Return the lines below that contain the word "self".

[Stored items]

++++++

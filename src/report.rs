//! Generation report collection and display
//!
//! Summarizes what a run produced per book: counts of emitted directories and
//! files, stubs left untouched, and source arguments that were skipped.

use serde::Serialize;
use std::io::{self, Write};
use std::path::PathBuf;
use termcolor::{Color, ColorChoice, ColorSpec, StandardStream, WriteColor};

/// Outcome for one source directory.
#[derive(Debug, Clone, Default, Serialize, PartialEq, Eq)]
pub struct ProjectReport {
    /// Source directory as given on the command line
    pub source: PathBuf,
    /// Generated book directory
    pub book_dir: PathBuf,
    /// Number of directory entries in SUMMARY.md
    pub directories: usize,
    /// Number of file entries in SUMMARY.md
    pub files: usize,
    /// Whether the root README.md was left as found
    pub readme_kept: bool,
    /// Existing stubs and managed documents that were not rewritten
    #[serde(skip_serializing_if = "Vec::is_empty")]
    pub kept_stubs: Vec<PathBuf>,
}

/// Outcome for a whole run.
#[derive(Debug, Clone, Default, Serialize, PartialEq, Eq)]
pub struct GenerationReport {
    pub projects: Vec<ProjectReport>,
    /// Arguments that did not name an existing directory
    #[serde(skip_serializing_if = "Vec::is_empty")]
    pub skipped: Vec<PathBuf>,
}

impl GenerationReport {
    pub fn total_entries(&self) -> usize {
        self.projects.iter().map(|p| p.directories + p.files).sum()
    }
}

/// Print the report to stdout with optional color.
pub fn print_report(report: &GenerationReport, use_color: bool) -> io::Result<()> {
    let color_choice = if use_color {
        ColorChoice::Auto
    } else {
        ColorChoice::Never
    };
    let mut stdout = StandardStream::stdout(color_choice);

    let mut bold = ColorSpec::new();
    bold.set_bold(true);
    let mut path_color = ColorSpec::new();
    path_color.set_fg(Some(Color::Cyan));
    let mut warn_color = ColorSpec::new();
    warn_color.set_fg(Some(Color::Yellow));

    for project in &report.projects {
        stdout.set_color(&bold)?;
        write!(stdout, "{}", project.source.display())?;
        stdout.reset()?;
        write!(stdout, " -> ")?;
        stdout.set_color(&path_color)?;
        writeln!(stdout, "{}", project.book_dir.display())?;
        stdout.reset()?;

        writeln!(
            stdout,
            "  {} directories, {} files",
            project.directories, project.files
        )?;
        if project.readme_kept {
            writeln!(stdout, "  README.md kept")?;
        }
        for kept in &project.kept_stubs {
            stdout.set_color(&warn_color)?;
            write!(stdout, "  kept")?;
            stdout.reset()?;
            writeln!(stdout, " {}", kept.display())?;
        }
    }

    for skipped in &report.skipped {
        stdout.set_color(&warn_color)?;
        write!(stdout, "skipped")?;
        stdout.reset()?;
        writeln!(stdout, " {} (not a directory)", skipped.display())?;
    }

    if report.projects.len() > 1 {
        writeln!(
            stdout,
            "\n{} books, {} entries",
            report.projects.len(),
            report.total_entries()
        )?;
    }

    Ok(())
}

/// Print the report as JSON.
pub fn print_report_json(report: &GenerationReport) -> io::Result<()> {
    let json = serde_json::to_string_pretty(report).map_err(io::Error::other)?;
    println!("{}", json);
    Ok(())
}

#[cfg(test)]
mod tests {
    use super::*;

    #[test]
    fn test_total_entries() {
        let report = GenerationReport {
            projects: vec![
                ProjectReport {
                    directories: 2,
                    files: 3,
                    ..Default::default()
                },
                ProjectReport {
                    directories: 1,
                    files: 0,
                    ..Default::default()
                },
            ],
            skipped: Vec::new(),
        };
        assert_eq!(report.total_entries(), 6);
    }

    #[test]
    fn test_json_omits_empty_lists() {
        let report = GenerationReport {
            projects: vec![ProjectReport {
                source: PathBuf::from("proj"),
                book_dir: PathBuf::from("proj_gitbook"),
                directories: 1,
                files: 1,
                ..Default::default()
            }],
            skipped: Vec::new(),
        };
        let json = serde_json::to_value(&report).unwrap();
        assert!(json.get("skipped").is_none());
        assert!(json["projects"][0].get("kept_stubs").is_none());
        assert_eq!(json["projects"][0]["source"], "proj");
        assert_eq!(json["projects"][0]["files"], 1);
    }
}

++++++

- **RESULT BELOW**
use std::io::{self, Write};
    pub fn total_entries(&self) -> usize {
        self.projects.iter().map(|p| p.directories + p.files).sum()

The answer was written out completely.